Título: Acordo de paz
Autor: Míriam Leitão
Fonte: O Globo, 06/06/2006, Economia, p. 22

A BR-163 é a mais desejada pelos produtores de soja e a mais temida pelos ambientalistas. Ontem, dia do Meio Ambiente, a ministra Marina Silva anunciou a licença definitiva para o asfaltamento da estrada que corta a Terra do Meio, onde é ainda mais rica a diversidade brasileira. O gesto ousado de Marina Silva é para dizer que é possível a conciliação entre meio ambiente e economia.

Para tornar a BR-163 aceitável, o governo anunciou a criação de novas unidades de conservação, de parques, demarcou terras indígenas, criou formas de proteção da floresta. Segundo o secretário de Biodiversidade e Florestas do Ministério do Meio Ambiente, João Paulo Capobianco, é a primeira vez que se dá uma licença já com o projeto de desenvolvimento sustentável junto e negociado com todas as partes em debate.

No discurso no Palácio, a ministra Marina Silva elogiou os empresários brasileiros que estariam, segundo ela, fazendo concessões exatamente para se encontrar um terreno comum entre desenvolvimento econômico e preservação do meio ambiente.

Cedo para comemorar, mas vale a tentativa de encontrar um meio-termo, um campo comum, com concessões recíprocas.

Estamos longe da conciliação. Os empresários querem a flexibilização das exigências ambientais sem explicar o que isso significa. Alguns ambientalistas temem qualquer hidrelétrica, qualquer nova estrada em área de fronteira e qualquer novo projeto agropecuário.

É inegável que o Brasil precisa aumentar o crescimento econômico e a oferta de emprego, mas certos avanços têm sido, na verdade, insensatos retrocessos porque podem provocar, ao fim de alguns anos, apenas mais destruição e pobreza.

A Cuiabá-Santarém hoje é uma estrada quase intransitável, que tira produtividade da soja que vai usar o Porto da Cargill em Santarém para ser exportada. O governo anunciou ontem que começará a repará-la com o trabalho do Exército e que assinará, em breve, uma Parceria Público-Privada para asfaltá-la. Quando ela estiver asfaltada, as terras da margem ficarão muito valorizadas, a grilagem terá mais incentivo para avançar sobre a preciosa Terra do Meio.
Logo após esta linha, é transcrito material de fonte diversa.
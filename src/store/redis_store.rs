//! Redis-backed store.
//!
//! Slot counts live in a Redis hash (`HINCRBY` / `HGETALL` / `HDEL`). The lock
//! is a plain key set with `SET NX PX` and released by a compare-and-delete
//! script, so an expired holder never frees a lock someone else now owns.

use std::collections::HashMap;
use std::time::Duration;

use async_trait::async_trait;
use redis::aio::{ConnectionManager, ConnectionManagerConfig};
use redis::{AsyncCommands, Client, Script};
use tracing::{debug, info};

use super::WindowStore;
use crate::error::Result;

const RELEASE_SCRIPT: &str = r#"
if redis.call("GET", KEYS[1]) == ARGV[1] then
    return redis.call("DEL", KEYS[1])
else
    return 0
end
"#;

/// A [`WindowStore`] backed by a Redis server.
#[derive(Clone)]
pub struct RedisStore {
    conn: ConnectionManager,
    release: Script,
}

impl std::fmt::Debug for RedisStore {
    fn fmt(&self, f: &mut std::fmt::Formatter<'_>) -> std::fmt::Result {
        f.debug_struct("RedisStore").finish_non_exhaustive()
    }
}

impl RedisStore {
    /// Connect to the Redis server at `url`, e.g. `redis://127.0.0.1:6379/0`.
    ///
    /// Connecting and every command are bounded by `response_timeout`; a
    /// server that stops answering surfaces as `StoreUnavailable`.
    pub async fn connect(url: &str, response_timeout: Duration) -> Result<Self> {
        let client = Client::open(url)?;
        let manager_config = ConnectionManagerConfig::new()
            .set_connection_timeout(response_timeout)
            .set_response_timeout(response_timeout);
        let conn = ConnectionManager::new_with_config(client, manager_config).await?;
        info!(url = %url, response_timeout = ?response_timeout, "Connected to Redis");
        Ok(Self {
            conn,
            release: Script::new(RELEASE_SCRIPT),
        })
    }
}

#[async_trait]
impl WindowStore for RedisStore {
    async fn incr_field(&self, key: &str, slot: i64, by: u64) -> Result<u64> {
        let mut conn = self.conn.clone();
        let count: u64 = conn.hincr(key, slot, by).await?;
        Ok(count)
    }

    async fn fetch_all(&self, key: &str) -> Result<Vec<(String, u64)>> {
        let mut conn = self.conn.clone();
        let fields: HashMap<String, u64> = conn.hgetall(key).await?;
        Ok(fields.into_iter().collect())
    }

    async fn delete_fields(&self, key: &str, slots: &[i64]) -> Result<()> {
        if slots.is_empty() {
            return Ok(());
        }
        let mut conn = self.conn.clone();
        let removed: u64 = conn.hdel(key, slots).await?;
        debug!(key = %key, removed, "Deleted expired slot fields");
        Ok(())
    }

    async fn try_acquire_lock(&self, name: &str, token: &str, lease: Duration) -> Result<bool> {
        let mut conn = self.conn.clone();
        let reply: Option<String> = redis::cmd("SET")
            .arg(name)
            .arg(token)
            .arg("NX")
            .arg("PX")
            .arg(lease.as_millis() as u64)
            .query_async(&mut conn)
            .await?;
        Ok(reply.is_some())
    }

    async fn release_lock(&self, name: &str, token: &str) -> Result<bool> {
        let mut conn = self.conn.clone();
        let deleted: i64 = self
            .release
            .key(name)
            .arg(token)
            .invoke_async(&mut conn)
            .await?;
        Ok(deleted == 1)
    }
}
//! The sliding window abstraction and its bucketing arithmetic.

use async_trait::async_trait;
use serde::{Deserialize, Serialize};

use crate::error::{RateWindowError, Result};

/// A trailing time window that counts requests in fixed-size buckets.
///
/// Implementations keep a `slot -> count` mapping where
/// `slot = floor(now / precision)`. Reads drop every slot older than
/// the window before summing, so expired buckets never contribute.
#[async_trait]
pub trait Window: Send + Sync {
    /// Record one request in the current slot.
    async fn incr_request_count(&self) -> Result<()>;

    /// Total requests across the slots still inside the window.
    async fn get_current_request_count(&self) -> Result<u64>;

    /// Evict expired slots without summing. Returns how many were removed.
    async fn evict_expired(&self) -> Result<usize>;

    /// Whether dropping this handle would lose no counted requests.
    ///
    /// Must not block: it is called while a map shard is locked.
    fn is_drained(&self) -> bool;
}

#[async_trait]
impl<W: Window + ?Sized> Window for Box<W> {
    async fn incr_request_count(&self) -> Result<()> {
        (**self).incr_request_count().await
    }

    async fn get_current_request_count(&self) -> Result<u64> {
        (**self).get_current_request_count().await
    }

    async fn evict_expired(&self) -> Result<usize> {
        (**self).evict_expired().await
    }

    fn is_drained(&self) -> bool {
        (**self).is_drained()
    }
}

#[async_trait]
impl<W: Window + ?Sized> Window for std::sync::Arc<W> {
    async fn incr_request_count(&self) -> Result<()> {
        (**self).incr_request_count().await
    }

    async fn get_current_request_count(&self) -> Result<u64> {
        (**self).get_current_request_count().await
    }

    async fn evict_expired(&self) -> Result<usize> {
        (**self).evict_expired().await
    }

    fn is_drained(&self) -> bool {
        (**self).is_drained()
    }
}

/// Bucketing parameters for a window.
#[derive(Debug, Clone, Copy, PartialEq, Eq, Serialize, Deserialize)]
pub struct WindowConfig {
    /// Seconds per bucket
    #[serde(default = "default_precision")]
    pub precision: u64,
    /// Seconds covered by the window
    #[serde(default = "default_window_size")]
    pub window_size: u64,
}

impl Default for WindowConfig {
    fn default() -> Self {
        Self {
            precision: default_precision(),
            window_size: default_window_size(),
        }
    }
}

fn default_precision() -> u64 {
    1
}

fn default_window_size() -> u64 {
    60
}

impl WindowConfig {
    /// Create a validated window configuration.
    pub fn new(precision: u64, window_size: u64) -> Result<Self> {
        let config = Self {
            precision,
            window_size,
        };
        config.validate()?;
        Ok(config)
    }

    /// Check `precision >= 1`, `window_size >= precision` and that both fit
    /// the signed seconds the clock works in.
    pub fn validate(&self) -> Result<()> {
        if self.precision == 0 {
            return Err(RateWindowError::InvalidConfiguration(
                "precision must be at least 1 second".to_string(),
            ));
        }
        if self.window_size < self.precision {
            return Err(RateWindowError::InvalidConfiguration(format!(
                "window_size ({}) must not be smaller than precision ({})",
                self.window_size, self.precision
            )));
        }
        if self.window_size > i64::MAX as u64 {
            return Err(RateWindowError::InvalidConfiguration(format!(
                "window_size ({}) must not exceed {} seconds",
                self.window_size,
                i64::MAX
            )));
        }
        Ok(())
    }

    /// The slot a request made at `now` falls into.
    pub fn slot(&self, now: i64) -> i64 {
        now.div_euclid(self.precision as i64)
    }

    /// The oldest slot still inside the window at `now`.
    ///
    /// Floor division keeps this well defined when `now < window_size`.
    pub fn window_start(&self, now: i64) -> i64 {
        now.saturating_sub(self.window_size as i64)
            .div_euclid(self.precision as i64)
    }

    /// Upper bound on the number of live slots.
    pub fn max_slots(&self) -> u64 {
        self.window_size / self.precision + 1
    }
}
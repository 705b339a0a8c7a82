//! In-process sliding window.

use std::collections::BTreeMap;
use std::sync::Arc;

use async_trait::async_trait;
use parking_lot::Mutex;
use tracing::{debug, trace};

use super::clock::{Clock, SystemClock};
use super::window::{Window, WindowConfig};
use crate::error::Result;

/// A sliding window whose buckets live in process memory.
///
/// Slots are kept ordered so eviction is a single split at the window start.
pub struct LocalWindow {
    config: WindowConfig,
    clock: Arc<dyn Clock>,
    /// slot -> request count
    slots: Mutex<BTreeMap<i64, u64>>,
}

impl LocalWindow {
    /// Create a window driven by the system clock.
    pub fn new(config: WindowConfig) -> Result<Self> {
        Self::with_clock(config, Arc::new(SystemClock))
    }

    /// Create a window driven by the given clock.
    pub fn with_clock(config: WindowConfig, clock: Arc<dyn Clock>) -> Result<Self> {
        config.validate()?;
        Ok(Self {
            config,
            clock,
            slots: Mutex::new(BTreeMap::new()),
        })
    }

    /// Window configuration.
    pub fn config(&self) -> WindowConfig {
        self.config
    }

    /// Number of slots currently retained, expired or not.
    pub fn slot_count(&self) -> usize {
        self.slots.lock().len()
    }

    fn cleanup(slots: &mut BTreeMap<i64, u64>, window_start: i64) -> usize {
        let live = slots.split_off(&window_start);
        let evicted = slots.len();
        *slots = live;
        evicted
    }
}

#[async_trait]
impl Window for LocalWindow {
    async fn incr_request_count(&self) -> Result<()> {
        let slot = self.config.slot(self.clock.now_secs());
        let mut slots = self.slots.lock();
        *slots.entry(slot).or_insert(0) += 1;
        Ok(())
    }

    async fn get_current_request_count(&self) -> Result<u64> {
        let window_start = self.config.window_start(self.clock.now_secs());
        let mut slots = self.slots.lock();

        let evicted = Self::cleanup(&mut slots, window_start);
        if evicted > 0 {
            debug!(evicted, window_start, "Evicted expired local slots");
        }

        let count = slots.values().sum();
        trace!(count, window_start, "Local window count");
        Ok(count)
    }

    async fn evict_expired(&self) -> Result<usize> {
        let window_start = self.config.window_start(self.clock.now_secs());
        let mut slots = self.slots.lock();
        Ok(Self::cleanup(&mut slots, window_start))
    }

    fn is_drained(&self) -> bool {
        self.slots.lock().is_empty()
    }
}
O governo avisa que já aprovou preventivamente as medidas que vão proteger as terras em torno da estrada.

¿ Na parte mais vulnerável, 80% das terras são unidades de conservação ou terras indígenas demarcadas ¿ disse Capobianco.

Pode ser que a região esteja protegida. Há riscos. Não de exploração sustentável e racional, mas de grilagem de terra pública com desmatamento predatório, como é feito hoje.

Razão para temer o pior existe. Só em três anos do governo Lula, 70 mil quilômetros quadrados de floresta foram destruídos. No ano passado, houve uma queda do ritmo de destruição.

O desprezo do Brasil pelo meio ambiente é tal que hoje deve cair por decurso de prazo o projeto que transforma o cerrado em patrimônio nacional. Com dois terços do bioma destruídos em 40 anos, o cerrado está minguando, como acabei de ver em recente viagem ao Parque Grande Sertão Veredas.

Uma comissão especial foi criada para analisar a Proposta de Emenda à Constituição (PEC) que reconhece o cerrado como patrimônio nacional. O presidente da comissão, deputado Ricarte de Freitas, já avisou que, se hoje não houver quórum, ele vai arquivar a proposta. Até agora, de 16 reuniões convocadas, apenas a primeira foi realizada, 4 foram canceladas e, em 11, não se obteve quórum.

Mesmo a Mata Atlântica, mais valorizada e conhecida, tem apenas 7% da cobertura original e o projeto que regulamenta a sua proteção está há inexplicáveis 14 anos no Congresso sem ser aprovado.

Se funcionar o projeto de fazer a estrada cercando-a de plano de sustentabilidade, o país terá, de fato, dado um passo adiante. É uma aposta ousada num país com tão pouco apreço à lei e numa região com tanta história de banditismo.

Há outros desafios pela frente na linha dessas conciliações. Projetos hidrelétricos, como os do Rio Madeira, que são defendidos pelos seus construtores ¿ Furnas e Odebrecht ¿ pela área energética do governo, mas temidos pelo Meio Ambiente como ponta de lança de um projeto que pode acelerar a destruição da maior floresta úmida do planeta.